Arundhati Roy was born in Shillong, Meghalaya, India and spent her childhood in Ayemenem, Kerala, India where her novel, The God of Small Things, takes place. Her mother was a Syrian Christian (paralleling that of the Syrian Christian Ipe family) and her father was Hindu. When her mother divorced her father, Roy’s mother became responsible for managing a tea plantation. Roy didn’t attend school until the age of 10. She speaks of being her mother’s “guinea pig,” because, like Ammu in her novel, her mother wished to start her own school (Jana).
            Before the success of The God of Small Things, Roy studied architecture at the School of Planning and Architecture, New Delhi. After a failed first marriage to architect Gerard de Cunha, she supported herself as an aerobics instructor at a five-star hotel in New Delhi. Confessing she had always wished to be a writer, she was not given the opportunity until she met her second husband, director Pradip Krishen and he granted her entrée into the world of film with a part in his award-winning movie Massey Sahib (BBC News). She would later write the screenplays for Krishen’s films In Which Annie Gives It Those Ones (a movie based on her experience as an architecture student in which Roy is a performer) and Electric Moon (BBC News).

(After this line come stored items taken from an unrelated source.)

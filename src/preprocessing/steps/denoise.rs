use crate::error::Result;
use crate::options::{validate_denoise_strength, DenoiseFilter};
use crate::types::GrayscaleImage;
use image::{GrayImage, ImageBuffer, Luma};
use imageproc::filter::{gaussian_blur_f32, median_filter};

/// Single-channel image of unrounded intensities
pub type LevelImage = ImageBuffer<Luma<f32>, Vec<f32>>;

/// Smooth noise with a `strength x strength` neighborhood.
///
/// `strength` must be odd and positive; 1 leaves the image untouched. Pixels
/// past the border take the value of the nearest edge pixel, so dimensions
/// never change.
pub fn denoise(
    image: &GrayscaleImage,
    strength: u32,
    filter: DenoiseFilter,
) -> Result<GrayscaleImage> {
    validate_denoise_strength(strength)?;
    if strength == 1 {
        return Ok(image.clone());
    }

    let radius = strength / 2;
    let denoised = match filter {
        // Median filter preserves edges better than Gaussian blur
        DenoiseFilter::Median => median_filter(image.as_gray(), radius, radius),
        DenoiseFilter::Gaussian => {
            let blurred = blur_levels(image.as_gray(), gaussian_sigma(strength));
            GrayImage::from_fn(image.width(), image.height(), |x, y| {
                Luma([blurred.get_pixel(x, y).0[0].round().clamp(0.0, 255.0) as u8])
            })
        }
    };
    Ok(GrayscaleImage::new(denoised))
}

/// Gaussian blur computed and kept in f32. Rounding happens at most once, in
/// the caller, so flat regions keep their level.
pub fn blur_levels(image: &GrayImage, sigma: f32) -> LevelImage {
    let levels = LevelImage::from_fn(image.width(), image.height(), |x, y| {
        Luma([image.get_pixel(x, y).0[0] as f32])
    });
    gaussian_blur_f32(&levels, sigma)
}

/// Sigma matching a Gaussian kernel of width `strength`
pub fn gaussian_sigma(strength: u32) -> f32 {
    0.3 * ((strength as f32 - 1.0) * 0.5 - 1.0) + 0.8
}

#[cfg(test)]
mod tests {
    use super::*;
    use crate::error::EnhanceError;

    fn noisy() -> GrayImage {
        let mut img = GrayImage::from_pixel(10, 10, Luma([128]));
        img.put_pixel(5, 5, Luma([0])); // "pepper" noise
        img.put_pixel(6, 5, Luma([255])); // "salt" noise
        img
    }

    #[test]
    fn test_denoise_reduces_salt_pepper_noise() {
        let img = noisy();
        let result = denoise(
            &GrayscaleImage::new(img.clone()),
            3,
            DenoiseFilter::Median,
        )
        .unwrap();

        // Isolated outliers vanish under a 3x3 median
        assert_eq!(result.get(5, 5), 128);
        assert_eq!(result.get(6, 5), 128);
        assert!(calculate_variance(result.as_gray()) < calculate_variance(&img));
    }

    #[test]
    fn test_gaussian_reduces_variance() {
        let img = noisy();
        let result = denoise(
            &GrayscaleImage::new(img.clone()),
            5,
            DenoiseFilter::Gaussian,
        )
        .unwrap();
        assert!(calculate_variance(result.as_gray()) < calculate_variance(&img));
    }

    #[test]
    fn test_denoise_keeps_dimensions_and_borders() {
        let img = GrayscaleImage::from_pixel(7, 3, 90);
        for filter in [DenoiseFilter::Median, DenoiseFilter::Gaussian] {
            let result = denoise(&img, 9, filter).unwrap();
            assert_eq!(result.dimensions(), (7, 3));
            assert_eq!(result.get(0, 0), 90);
            assert_eq!(result.get(6, 2), 90);
        }
    }

    #[test]
    fn test_gaussian_keeps_flat_regions_level() {
        for (width, height, strength) in [(40, 40, 9), (20, 5, 7), (7, 3, 9), (12, 12, 3)] {
            let img = GrayscaleImage::from_pixel(width, height, 90);
            let result = denoise(&img, strength, DenoiseFilter::Gaussian).unwrap();
            assert!(
                result.as_gray().pixels().all(|p| p.0[0] == 90),
                "{}x{} strength {} shifted a flat image",
                width,
                height,
                strength
            );
        }
    }

    #[test]
    fn test_blur_levels_preserves_mean_of_flat_image() {
        let img = GrayImage::from_pixel(15, 9, Luma([201]));
        let blurred = blur_levels(&img, gaussian_sigma(11));
        assert!(blurred.pixels().all(|p| (p.0[0] - 201.0).abs() < 1e-3));
    }

    #[test]
    fn test_strength_one_is_identity() {
        let img = GrayscaleImage::new(noisy());
        assert_eq!(denoise(&img, 1, DenoiseFilter::Median).unwrap(), img);
    }

    #[test]
    fn test_even_strength_rejected() {
        let img = GrayscaleImage::new(noisy());
        for strength in [0, 2, 4] {
            assert!(matches!(
                denoise(&img, strength, DenoiseFilter::Median),
                Err(EnhanceError::ConfigurationError(_))
            ));
        }
    }

    #[test]
    fn test_gaussian_sigma_grows_with_strength() {
        assert!((gaussian_sigma(3) - 0.8).abs() < 1e-6);
        assert!(gaussian_sigma(7) > gaussian_sigma(3));
    }

    fn calculate_variance(img: &GrayImage) -> f64 {
        let pixels: Vec<f64> = img.pixels().map(|p| p.0[0] as f64).collect();
        let mean = pixels.iter().sum::<f64>() / pixels.len() as f64;
        pixels.iter().map(|p| (p - mean).powi(2)).sum::<f64>() / pixels.len() as f64
    }
}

Since the publication of The God of Small Things in 1997, Roy has made millions on sales of the breakthrough premier novel and was rocketed to celebrity when she won the prestigious Book Prize (Jana). It was hailed by TIME as one of the five best books of 1997 ("Books: The Best Books of 1997"). Critical reception of her novel in the U.K. was mixed. The Guardian called the contest—that which led to Roy’s Booker Prize for The God of Small Things—“profoundly depressing” (BBC UK) and a 1996 Booker Prize judge dubbed the novel “execrable” (BBC News). Some in India were equally outraged; although, they were fuming more over the novel’s depiction of intercaste sex. Mr. Sabu Thomas, a lawyer and resident of Roy’s home state of Kerala, brought Roy up on charges of obscenity (Bumiller). Roy answered the summons and all charges against her were dropped.

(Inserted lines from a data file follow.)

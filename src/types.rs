//! Image values passed between pipeline stages
//!
//! Every stage takes its input by reference or by value and returns a new
//! image, so no two stages ever share a mutable buffer.

use crate::error::{EnhanceError, Result};
use crate::options::PipelineOptions;
use crate::preprocessing::StageRecord;
use image::{DynamicImage, GrayImage, ImageFormat, Luma};
use serde::Serialize;
use std::io::Cursor;

/// Largest rotation accepted as a plausible document skew, in degrees
pub const MAX_SKEW_DEGREES: f32 = 45.0;

/// Pixel value used for ink in a [`BinaryImage`]
pub const INK: u8 = 0;
/// Pixel value used for background in a [`BinaryImage`]
pub const BACKGROUND: u8 = 255;

/// Decoded image exactly as it came out of storage
#[derive(Debug, Clone)]
pub struct RawImage {
    image: DynamicImage,
    format: Option<ImageFormat>,
}

impl RawImage {
    pub fn new(image: DynamicImage, format: Option<ImageFormat>) -> Self {
        Self { image, format }
    }

    pub fn width(&self) -> u32 {
        self.image.width()
    }

    pub fn height(&self) -> u32 {
        self.image.height()
    }

    pub fn channels(&self) -> u8 {
        self.image.color().channel_count()
    }

    /// Bits per channel (8 for RGB8, 16 for L16, 32 for Rgb32F)
    pub fn bit_depth(&self) -> u16 {
        let color = self.image.color();
        color.bits_per_pixel() / u16::from(color.channel_count())
    }

    /// Container format detected while loading, if any
    pub fn format(&self) -> Option<ImageFormat> {
        self.format
    }

    pub fn as_dynamic(&self) -> &DynamicImage {
        &self.image
    }

    pub fn describe(&self) -> SourceInfo {
        SourceInfo {
            width: self.width(),
            height: self.height(),
            channels: self.channels(),
            bit_depth: self.bit_depth(),
            format: self.format.map(|f| format!("{:?}", f).to_lowercase()),
        }
    }
}

/// Single-channel 8-bit image
#[derive(Debug, Clone, PartialEq)]
pub struct GrayscaleImage(GrayImage);

impl GrayscaleImage {
    pub fn new(image: GrayImage) -> Self {
        Self(image)
    }

    pub fn from_pixel(width: u32, height: u32, value: u8) -> Self {
        Self(GrayImage::from_pixel(width, height, Luma([value])))
    }

    pub fn width(&self) -> u32 {
        self.0.width()
    }

    pub fn height(&self) -> u32 {
        self.0.height()
    }

    pub fn dimensions(&self) -> (u32, u32) {
        self.0.dimensions()
    }

    pub fn get(&self, x: u32, y: u32) -> u8 {
        self.0.get_pixel(x, y).0[0]
    }

    pub fn as_gray(&self) -> &GrayImage {
        &self.0
    }

    pub fn into_gray(self) -> GrayImage {
        self.0
    }

    /// True when every pixel is either [`INK`] or [`BACKGROUND`]
    pub fn is_two_level(&self) -> bool {
        self.0.pixels().all(|p| p.0[0] == INK || p.0[0] == BACKGROUND)
    }
}

/// Two-level image: every pixel is [`INK`] (0) or [`BACKGROUND`] (255).
///
/// Binarization always leaves ink as the minority class: a thresholding rule
/// that marks more than half of the pixels as ink is inverted before the
/// image is wrapped, so light text on a dark page still comes out as
/// black-on-white. Later morphology keeps the orientation even if bolding
/// pushes ink past half of the page.
#[derive(Debug, Clone, PartialEq)]
pub struct BinaryImage(GrayImage);

impl BinaryImage {
    /// Wrap a thresholded buffer, enforcing the minority-ink convention.
    ///
    /// Returns `None` if any pixel is not 0 or 255.
    pub fn from_thresholded(image: GrayImage) -> Option<Self> {
        let mut ink = 0usize;
        for p in image.pixels() {
            match p.0[0] {
                INK => ink += 1,
                BACKGROUND => {}
                _ => return None,
            }
        }
        let total = image.width() as usize * image.height() as usize;
        let mut image = image;
        if ink * 2 > total {
            image
                .pixels_mut()
                .for_each(|p| p.0[0] = BACKGROUND - p.0[0]);
        }
        Some(Self(image))
    }

    /// Wrap a two-level buffer as-is, without reorienting it. Used for
    /// operations on an existing binary image, such as morphology, where
    /// ink may legitimately grow past half of the page.
    pub(crate) fn from_levels(image: GrayImage) -> Option<Self> {
        if image.pixels().all(|p| p.0[0] == INK || p.0[0] == BACKGROUND) {
            Some(Self(image))
        } else {
            None
        }
    }

    pub fn width(&self) -> u32 {
        self.0.width()
    }

    pub fn height(&self) -> u32 {
        self.0.height()
    }

    pub fn is_ink(&self, x: u32, y: u32) -> bool {
        self.0.get_pixel(x, y).0[0] == INK
    }

    pub fn ink_count(&self) -> usize {
        self.0.pixels().filter(|p| p.0[0] == INK).count()
    }

    pub fn as_gray(&self) -> &GrayImage {
        &self.0
    }

    pub fn into_grayscale(self) -> GrayscaleImage {
        GrayscaleImage(self.0)
    }
}

/// Estimated document rotation in degrees; positive means the content is
/// rotated clockwise.
#[derive(Debug, Clone, Copy, PartialEq, PartialOrd, Default, Serialize)]
pub struct SkewAngle(f32);

impl SkewAngle {
    pub const ZERO: SkewAngle = SkewAngle(0.0);

    /// `None` for non-finite angles or angles beyond ±[`MAX_SKEW_DEGREES`]
    pub fn from_degrees(degrees: f32) -> Option<Self> {
        if degrees.is_finite() && degrees.abs() <= MAX_SKEW_DEGREES {
            Some(Self(degrees))
        } else {
            None
        }
    }

    pub fn degrees(self) -> f32 {
        self.0
    }

    pub fn radians(self) -> f32 {
        self.0.to_radians()
    }

    pub fn is_zero(self) -> bool {
        self.0 == 0.0
    }
}

/// Description of the loaded source image
#[derive(Debug, Clone, PartialEq, Serialize)]
pub struct SourceInfo {
    pub width: u32,
    pub height: u32,
    pub channels: u8,
    pub bit_depth: u16,
    pub format: Option<String>,
}

/// What ran during a pipeline run and with which parameters
#[derive(Debug, Clone, Serialize)]
pub struct Provenance {
    pub source: SourceInfo,
    /// Options the pipeline was built from; `None` for hand-assembled
    /// pipelines
    pub options: Option<PipelineOptions>,
    pub stages: Vec<StageRecord>,
    /// Rotation removed by skew correction, when that stage ran
    pub skew_angle: Option<SkewAngle>,
    pub total_time_ms: u64,
}

impl Provenance {
    pub fn stage_names(&self) -> Vec<&str> {
        self.stages.iter().map(|s| s.name.as_str()).collect()
    }

    pub fn stage(&self, name: &str) -> Option<&StageRecord> {
        self.stages.iter().find(|s| s.name == name)
    }
}

/// Pipeline output: the processed pixels plus how they were produced
#[derive(Debug, Clone)]
pub struct EnhancedImage {
    image: GrayscaleImage,
    binary: bool,
    source_format: Option<ImageFormat>,
    provenance: Provenance,
}

impl EnhancedImage {
    pub(crate) fn new(
        image: GrayscaleImage,
        binary: bool,
        source_format: Option<ImageFormat>,
        provenance: Provenance,
    ) -> Self {
        Self {
            image,
            binary,
            source_format,
            provenance,
        }
    }

    pub fn width(&self) -> u32 {
        self.image.width()
    }

    pub fn height(&self) -> u32 {
        self.image.height()
    }

    pub fn image(&self) -> &GrayscaleImage {
        &self.image
    }

    /// Pixel buffer handed to OCR engines
    pub fn pixels(&self) -> &GrayImage {
        self.image.as_gray()
    }

    pub fn is_binary(&self) -> bool {
        self.binary
    }

    /// The output as a [`BinaryImage`] when binarization ran
    pub fn to_binary(&self) -> Option<BinaryImage> {
        if self.binary {
            Some(BinaryImage(self.image.as_gray().clone()))
        } else {
            None
        }
    }

    pub fn provenance(&self) -> &Provenance {
        &self.provenance
    }

    pub fn into_parts(self) -> (GrayscaleImage, Provenance) {
        (self.image, self.provenance)
    }

    /// Encode the pixels in the given container format
    pub fn encode(&self, format: ImageFormat) -> Result<Vec<u8>> {
        let mut buf = Vec::new();
        DynamicImage::ImageLuma8(self.image.as_gray().clone())
            .write_to(&mut Cursor::new(&mut buf), format)
            .map_err(|e| EnhanceError::EncodeError(e.to_string()))?;
        Ok(buf)
    }

    /// Encode in the source's format when it can hold 8-bit grayscale, PNG
    /// otherwise
    pub fn encode_as_source(&self) -> Result<Vec<u8>> {
        let format = match self.source_format {
            Some(
                f @ (ImageFormat::Png
                | ImageFormat::Jpeg
                | ImageFormat::Bmp
                | ImageFormat::Tiff
                | ImageFormat::Pnm),
            ) => f,
            _ => ImageFormat::Png,
        };
        self.encode(format)
    }
}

Although Roy is yet to write a second novel, she has since lent her pen to several Indian causes. In 1998, she wrote "The End of Imagination," a work criticizing India’s nuclear weapons testing—the work appears in her 1999 collection The Cost of Living, which also includes her scathing criticism of several Indian hydroelectric dam-building projects. She continues to be an open critic of the U.S.’s involvement in Afghanistan, Israeli national policy in regards to Palestinians, the Indian government’s response to the Naxalite-Maoist insurgents in India, and a supporter of the Kashmiri separation movement (BBC News).